Before the measure was brought to a vote on the Senate floor a compromise deal was made between Administration forces and the anti-immigration elements led by Sen. Pat McCarran. It was reported that the Administration agreed not to seek any change in the McCarran-Walter Act at this time. In return, Sen. McCarran reportedly consented to allow the bill to go through without a bitter fight on the Senate floor.
Last night the House passed a version of the same bill calling for admission of 217,000 over a period of three years. The two versions now go to a Senate-House conference committee where differences will be compromised and ironed out. The President’s original request was for 240,000 persons to be admitted in the next two years.
Although President Eisenhower envisioned the measure as a move to relieve Europeans, a claim was made that it “discriminated” against Palestinian Arab refugees. An amendment favoring the admission of 2,000 Arabs was written into the House version.

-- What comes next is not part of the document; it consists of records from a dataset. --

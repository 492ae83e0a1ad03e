// SPDX-License-Identifier: MPL-2.0
//! A wrapper widget that reports its laid-out size to the application.
//! The gallery uses it to learn how much room the featured surface actually
//! received so item renderers can pick an appropriate source resolution.

use iced::advanced::layout::{self, Layout};
use iced::advanced::mouse;
use iced::advanced::overlay;
use iced::advanced::renderer;
use iced::advanced::widget::{self, Widget};
use iced::advanced::{Clipboard, Shell};
use iced::{Element, Event, Length, Rectangle, Size};

/// A widget that wraps content and publishes a message whenever the size
/// granted by layout changes.
pub struct SizeProbe<'a, Message, Theme, Renderer> {
    content: Element<'a, Message, Theme, Renderer>,
    on_resize: Box<dyn Fn(Size) -> Message + 'a>,
}

/// Last size reported for a probe instance, kept in the widget tree.
#[derive(Debug, Default)]
struct ProbeState {
    reported: Option<Size>,
}

impl<'a, Message, Theme, Renderer> SizeProbe<'a, Message, Theme, Renderer> {
    /// Creates a new `SizeProbe` wrapping the given content.
    pub fn new(
        content: impl Into<Element<'a, Message, Theme, Renderer>>,
        on_resize: impl Fn(Size) -> Message + 'a,
    ) -> Self {
        Self {
            content: content.into(),
            on_resize: Box::new(on_resize),
        }
    }
}

impl<Message, Theme, Renderer> Widget<Message, Theme, Renderer>
    for SizeProbe<'_, Message, Theme, Renderer>
where
    Renderer: renderer::Renderer,
{
    fn size(&self) -> Size<Length> {
        self.content.as_widget().size()
    }

    fn layout(
        &mut self,
        tree: &mut widget::Tree,
        renderer: &Renderer,
        limits: &layout::Limits,
    ) -> layout::Node {
        self.content
            .as_widget_mut()
            .layout(&mut tree.children[0], renderer, limits)
    }

    fn tag(&self) -> widget::tree::Tag {
        widget::tree::Tag::of::<ProbeState>()
    }

    fn state(&self) -> widget::tree::State {
        widget::tree::State::new(ProbeState::default())
    }

    fn children(&self) -> Vec<widget::Tree> {
        vec![widget::Tree::new(&self.content)]
    }

    fn diff(&self, tree: &mut widget::Tree) {
        tree.diff_children(&[&self.content]);
    }

    fn draw(
        &self,
        tree: &widget::Tree,
        renderer: &mut Renderer,
        theme: &Theme,
        style: &renderer::Style,
        layout: Layout<'_>,
        cursor: mouse::Cursor,
        viewport: &Rectangle,
    ) {
        self.content.as_widget().draw(
            &tree.children[0],
            renderer,
            theme,
            style,
            layout,
            cursor,
            viewport,
        );
    }

    fn update(
        &mut self,
        tree: &mut widget::Tree,
        event: &Event,
        layout: Layout<'_>,
        cursor: mouse::Cursor,
        renderer: &Renderer,
        clipboard: &mut dyn Clipboard,
        shell: &mut Shell<'_, Message>,
        viewport: &Rectangle,
    ) {
        self.content.as_widget_mut().update(
            &mut tree.children[0],
            event,
            layout,
            cursor,
            renderer,
            clipboard,
            shell,
            viewport,
        );

        // Bounds only change after a relayout, but the next event delivery
        // is the earliest point a widget can observe them.
        let state = tree.state.downcast_mut::<ProbeState>();
        let size = layout.bounds().size();
        if should_report(state, size) {
            shell.publish((self.on_resize)(size));
        }
    }

    fn mouse_interaction(
        &self,
        tree: &widget::Tree,
        layout: Layout<'_>,
        cursor: mouse::Cursor,
        viewport: &Rectangle,
        renderer: &Renderer,
    ) -> mouse::Interaction {
        self.content.as_widget().mouse_interaction(
            &tree.children[0],
            layout,
            cursor,
            viewport,
            renderer,
        )
    }

    fn operate(
        &mut self,
        tree: &mut widget::Tree,
        layout: Layout<'_>,
        renderer: &Renderer,
        operation: &mut dyn widget::Operation,
    ) {
        self.content
            .as_widget_mut()
            .operate(&mut tree.children[0], layout, renderer, operation);
    }

    fn overlay<'b>(
        &'b mut self,
        tree: &'b mut widget::Tree,
        layout: Layout<'b>,
        renderer: &Renderer,
        viewport: &Rectangle,
        translation: iced::Vector,
    ) -> Option<overlay::Element<'b, Message, Theme, Renderer>> {
        self.content.as_widget_mut().overlay(
            &mut tree.children[0],
            layout,
            renderer,
            viewport,
            translation,
        )
    }
}

impl<'a, Message, Theme, Renderer> From<SizeProbe<'a, Message, Theme, Renderer>>
    for Element<'a, Message, Theme, Renderer>
where
    Message: 'a,
    Theme: 'a,
    Renderer: renderer::Renderer + 'a,
{
    fn from(probe: SizeProbe<'a, Message, Theme, Renderer>) -> Self {
        Self::new(probe)
    }
}

/// Helper function to create a size probe around some content.
pub fn size_probe<'a, Message, Theme, Renderer>(
    content: impl Into<Element<'a, Message, Theme, Renderer>>,
    on_resize: impl Fn(Size) -> Message + 'a,
) -> SizeProbe<'a, Message, Theme, Renderer>
where
    Renderer: renderer::Renderer,
{
    SizeProbe::new(content, on_resize)
}

fn should_report(state: &mut ProbeState, size: Size) -> bool {
    if state.reported == Some(size) {
        return false;
    }
    state.reported = Some(size);
    true
}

The present bill actually benefits extremely few persons of the Jewish faith, but it is being supported as a matter of principle by major Jewish organizations. Sen. Herbert H. Lehman said: “To present this bill as a fulfillment of the promises made in the past or as a remedy for the defects noted in the McCarran-Walter Act would be a fraud upon the American people. ” Sen. Lehman pointed out that “this bill not only does nothing about the basic defects in the McCarran-Walter Act – it accepts and adopts those defects. “
Nevertheless, Sen. Lehman stated he would vote for the present bill because he felt its overall purpose was humanitarian. He said, however, that he wished to make it unmistakably clear that the bill “is no substitute for basic revisions in one of the worst statutes I have ever known, one of the most shameful laws ever to be written on the statute books of the United States. ” He referred to the McCarran-Walter Act.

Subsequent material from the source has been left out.